Un monde Minecraft rejoué sans moteur de jeu derrière

Le projet Open Dreamer livre le code pour faire tourner un monde Minecraft sans moteur de jeu. Les coulisses techniques d'une alternative à Dreamer 4.

Reproduire un world model de premier plan, puis tout publier : c'est ce qu'ont fait trois chercheurs avec Open Dreamer, une réimplémentation ouverte de Dreamer 4, travail de référence signé Danijar Hafner et ses coauteurs. Mené avec le soutien de Reactor, le projet met en libre accès le modèle, le code d'entraînement et le récit détaillé de sa fabrication.

Le résultat se manipule depuis un navigateur, où le modèle tourne en temps réel sur l'infrastructure de Reactor. La démonstration ouvre un monde de Minecraft généré et jouable, avec un basculement entre le vrai jeu et sa version rêvée par le modèle, image par image. C'est tout le principe d'un world model : à partir des images précédentes et de l'action du joueur, le système fabrique l'image suivante, sans qu'aucun moteur de jeu ne tourne derrière.
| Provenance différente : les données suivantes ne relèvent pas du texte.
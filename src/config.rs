//! Engine configuration
//!
//! Process-wide knobs applied when a [`Registry`](crate::registry::Registry) is built.
//! Every field has a default, so partial JSON documents and partial environments work.

use serde::{Deserialize, Serialize};
use std::time::Duration;

use crate::{Error, Result};

/// Default time to wait for a backend before falling back to variant 0.
pub const DEFAULT_TIMEOUT_MS: u64 = 1500;

/// Environment variable overriding [`EngineConfig::timeout_ms`].
pub const ENV_TIMEOUT_MS: &str = "TRUENO_AB_TIMEOUT_MS";
/// Environment variable overriding [`EngineConfig::logging`].
pub const ENV_LOGGING: &str = "TRUENO_AB_LOGGING";
/// Environment variable overriding [`EngineConfig::disabled`].
pub const ENV_DISABLED: &str = "TRUENO_AB_DISABLED";

/// Engine configuration
#[derive(Debug, Clone, Copy, PartialEq, Eq, Serialize, Deserialize)]
#[serde(default)]
pub struct EngineConfig {
    /// Maximum time (ms) to wait for the backend
    pub timeout_ms: u64,
    /// Trace resolution decisions
    pub logging: bool,
    /// Always resolve to variant 0
    pub disabled: bool,
}

impl Default for EngineConfig {
    fn default() -> Self {
        Self {
            timeout_ms: DEFAULT_TIMEOUT_MS,
            logging: false,
            disabled: false,
        }
    }
}

impl EngineConfig {
    /// Parse a JSON document. Missing fields take their defaults.
    ///
    /// # Errors
    ///
    /// Returns [`Error::Json`] if the document is malformed
    pub fn from_json(json: &str) -> Result<Self> {
        Ok(serde_json::from_str(json)?)
    }

    /// Build from `TRUENO_AB_*` environment variables on top of the defaults.
    ///
    /// # Errors
    ///
    /// Returns [`Error::Config`] if a variable is set but cannot be parsed
    pub fn from_env() -> Result<Self> {
        Self::from_lookup(|key| std::env::var(key).ok())
    }

    /// Same as [`from_env`](Self::from_env) with an injected lookup.
    ///
    /// # Errors
    ///
    /// Returns [`Error::Config`] if a value is set but cannot be parsed
    pub fn from_lookup<F>(lookup: F) -> Result<Self>
    where
        F: Fn(&str) -> Option<String>,
    {
        let mut config = Self::default();

        if let Some(raw) = lookup(ENV_TIMEOUT_MS) {
            config.timeout_ms = raw
                .trim()
                .parse()
                .map_err(|e| Error::Config(format!("{ENV_TIMEOUT_MS}={raw}: {e}")))?;
        }
        if let Some(raw) = lookup(ENV_LOGGING) {
            config.logging = parse_flag(ENV_LOGGING, &raw)?;
        }
        if let Some(raw) = lookup(ENV_DISABLED) {
            config.disabled = parse_flag(ENV_DISABLED, &raw)?;
        }

        Ok(config)
    }

    /// Timeout as a [`Duration`].
    #[must_use]
    pub const fn timeout(&self) -> Duration {
        Duration::from_millis(self.timeout_ms)
    }
}

fn parse_flag(key: &str, raw: &str) -> Result<bool> {
    match raw.trim().to_ascii_lowercase().as_str() {
        "1" | "true" | "yes" | "on" => Ok(true),
        "0" | "false" | "no" | "off" | "" => Ok(false),
        other => Err(Error::Config(format!("{key}={other}: expected a boolean"))),
    }
}
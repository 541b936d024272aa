//! Experimentation backend adapters
//!
//! A backend is whatever decides variants for real: an experimentation
//! platform, a feature-flag service, a local table. The engine only asks it
//! for an index and enforces its own timeout, so a slow backend never blocks
//! resolution for longer than [`Registry::timeout`](crate::registry::Registry::timeout).
//!
//! # Example
//!
//! ```rust
//! use trueno_ab::backend::{MemoryBackend, VariantBackend};
//!
//! # async fn example() -> anyhow::Result<()> {
//! let backend = MemoryBackend::new();
//! backend.insert("exp-checkout", 1);
//! assert_eq!(backend.get_variant("exp-checkout").await?, 1);
//! # Ok(())
//! # }
//! ```

mod memory;

pub use memory::{FixedBackend, MemoryBackend};

use std::future::Future;
use std::sync::Arc;

/// Source of variant decisions.
pub trait VariantBackend: Send + Sync {
    /// Fetch the variant index for a backend experiment ID.
    ///
    /// Errors are logged by the engine and degrade to variant `0`.
    fn get_variant(&self, experiment_id: &str) -> impl Future<Output = anyhow::Result<usize>> + Send;

    /// Acknowledge a variant chosen on the server.
    ///
    /// Called fire-and-forget when SSR is enabled and a variant is known.
    fn set_variant(&self, _experiment_id: &str, _variant: usize) {}
}

impl<B: VariantBackend> VariantBackend for Arc<B> {
    fn get_variant(&self, experiment_id: &str) -> impl Future<Output = anyhow::Result<usize>> + Send {
        (**self).get_variant(experiment_id)
    }

    fn set_variant(&self, experiment_id: &str, variant: usize) {
        (**self).set_variant(experiment_id, variant);
    }
}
La méthode suivie mérite d'être relevée. Plutôt que d'attaquer Minecraft d'emblée, l'équipe a validé toute sa chaîne sur un jeu de plateforme rudimentaire, entraînable sur une seule carte graphique, afin de disposer d'une boucle rapide et facile à déboguer avant de passer à l'échelle. Le dispositif tient en deux briques, un compresseur qui réduit chaque image à une représentation légère, et un modèle chargé de prédire la suite en fonction des actions.

L'intérêt principal du document se trouve toutefois ailleurs, dans le récit des difficultés. Les auteurs détaillent ce qui les a bloqués des semaines durant, en particulier des instabilités invisibles dans les indicateurs habituels : l'entraînement paraît progresser, les mesures s'améliorent, et pourtant les images produites se dégradent, jusqu'à tourner selon leurs mots à l'art abstrait. Ce genre de récit ne figure jamais dans les publications de laboratoires, qui livrent des résultats sans les mois de mise au point qui les précèdent. Reactor, qui développe une infrastructure d'inférence à très faible latence et se présente comme la couche manquante pour bâtir des expériences interactives sur des world models, trouve là une démonstration de son propre positionnement.